Brainy neurosurgery at the foot of Africa

13 September 2010

Prof Graham FieggenA cut above: As Prof Graham Fieggen demonstrated, South African neurosurgeons have been pushing the envelope in their field.

Even in a field as technically and technologically demanding as neurosurgery, and one in which most innovations hail from Europe and the US, South Africans are blazing new paths.

That's not too startling, said Professor Graham Fieggen, the Helen and Morris Mauerberger Professor of Neurosurgery in UCT's Division of Neurosurgery, when he delivered his inaugural address in August. As Fieggen indicated in his lecture, Brain Matters: Neurosurgery in a developing country, the earliest records of surgery on the brain were found in North Africa. These are 10 000-year-old skulls bearing the marks of trephination - in which holes are made in the skull of a living person - and the papyrus on which Imhotep (the Egyptian physician who lived in the 27th century BC) recorded injuries of the spine and head. In the case of these injuries, Imhotep (considered by some to be possibly the greatest of all physicians) would prescribe that no action be taken, on the grounds that it would be futile.

Not so the treatments of Cape Town neurosurgeons at Groote Schuur and the Red Cross Children's Hospitals in recent years, declared Fieggen.

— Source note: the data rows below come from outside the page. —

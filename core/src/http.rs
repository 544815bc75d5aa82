//! HTTP transport types for the host-does-IO pattern.
//!
//! # Design
//! These types describe HTTP requests and responses as plain data.
//! `RequestClient` builds an `HttpRequest` from an endpoint descriptor and
//! parses an `HttpResponse` into a typed value; the `Transport` in between is
//! the only place that touches the network. Transports report failures as a
//! `TransportFailure`, which the client folds into the `ApiError` taxonomy.

use std::time::Duration;

/// HTTP method for a request.
#[derive(Debug, Clone, Copy, PartialEq, Eq, Hash)]
pub enum HttpMethod {
    Get,
    Post,
    Put,
    Delete,
    Patch,
}

impl HttpMethod {
    pub fn as_str(&self) -> &'static str {
        match self {
            HttpMethod::Get => "GET",
            HttpMethod::Post => "POST",
            HttpMethod::Put => "PUT",
            HttpMethod::Delete => "DELETE",
            HttpMethod::Patch => "PATCH",
        }
    }
}

/// An HTTP request described as plain data.
///
/// `url` is fully resolved, query string included. Header names keep the
/// casing they were declared with; lookups should be case-insensitive.
#[derive(Debug, Clone, PartialEq)]
pub struct HttpRequest {
    pub method: HttpMethod,
    pub url: String,
    pub headers: Vec<(String, String)>,
    pub body: Option<String>,
    pub timeout: Duration,
}

impl HttpRequest {
    /// Value of the first header named `name`, compared case-insensitively.
    pub fn header(&self, name: &str) -> Option<&str> {
        self.headers
            .iter()
            .find(|(key, _)| key.eq_ignore_ascii_case(name))
            .map(|(_, value)| value.as_str())
    }
}

/// An HTTP response described as plain data.
///
/// The body is kept as raw bytes: error-message extraction has to cope with
/// payloads that are neither JSON nor valid UTF-8.
#[derive(Debug, Clone)]
pub struct HttpResponse {
    pub status: u16,
    pub headers: Vec<(String, String)>,
    pub body: Vec<u8>,
}

impl HttpResponse {
    pub fn new(status: u16, body: impl Into<Vec<u8>>) -> Self {
        Self {
            status,
            headers: Vec::new(),
            body: body.into(),
        }
    }
}

/// Why a transport could not produce an `HttpResponse`.
#[derive(Debug, Clone, PartialEq, Eq, thiserror::Error)]
pub enum TransportFailure {
    /// The device lost (or never had) a network connection.
    #[error("network connection lost")]
    Offline,

    #[error("request timed out")]
    TimedOut,

    /// DNS failure or the server refused the connection.
    #[error("host unreachable")]
    HostUnreachable,

    #[error("{0}")]
    Other(String),
}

Take for example their work in the area of traumatic brain injury (TBI), very common in South Africa. "It is not widely appreciated that trauma is the number one cause of death for South Africans between the ages of four and 18, and more than half of these deaths are due to brain injury," said Fieggen. "One can summarise this data in the simple but appalling statement that the risk for a South African child of dying from a head injury is eight times that of his counterpart in the USA."

But with some clinical and management interventions, Fieggen reported, Red Cross has reduced its mortality rate for TBI (which stood at over 40% in the 1990s) to around 25% in 2005 and, today, to 10%. They pulled off this remarkable feat through three innovations - the practice of the once-controversial technique of decompressive craniectomy, in which surgeons remove part of the skull to make space for a swelling brain; consolidating the various intensive care units at the hospital into a single unit; and finally, by introducing multimodal monitoring of the brain, ie monitoring the recovery of an injured brain using a number of indicators rather than just one.

In addition, South African neurosurgeons at these hospitals have been making breakthroughs in the treatment of epilepsy through hemispherectomies, in which an entire hemisphere of the brain is removed or disconnected. And in the treatment of spasticity, which afflicts children with cerebral palsy, they've recorded notable successes with a procedure known as selective dorsal rhizotomy, in which selected nerve roots in the spinal cord are severed.

These and other examples illustrate the role that neurosurgeons do and can play in Africa, said Fieggen. But there are obstacles - the shortage of trained neurosurgeons, poor infrastructure, linguistic and cultural barriers, and the lack of research funding among them. On the other hand, UCT and other South African institutions are doing their bit to swell the ranks of neurosurgeons on the continent by providing training to doctors from other countries, and scientists are developing technology that is appropriate to conditions in Africa.

Things are also looking up in the Western Cape and at UCT, said Fieggen. The province boasts a high-functioning healthcare system and a number of well-respected experts, collaborations are afoot between the public and private sectors, and there are cross-fertilisation opportunities because of the UCT Private Academic Hospital sitting on the doorstep of training facility Groote Schuur Hospital. These factors bode well for the future of neurosurgery at the university and in the region, noted Fieggen.

"This will enable us to retain and grow the expertise we currently enjoy; develop the state-of-the-art infrastructure we need in terms of clinical space, imaging, operating theatres and even shared academic space; ensure we can train colleagues adequately; and serve as a springboard for translational research, as well as nurturing a greater interest in basic neuroscience research."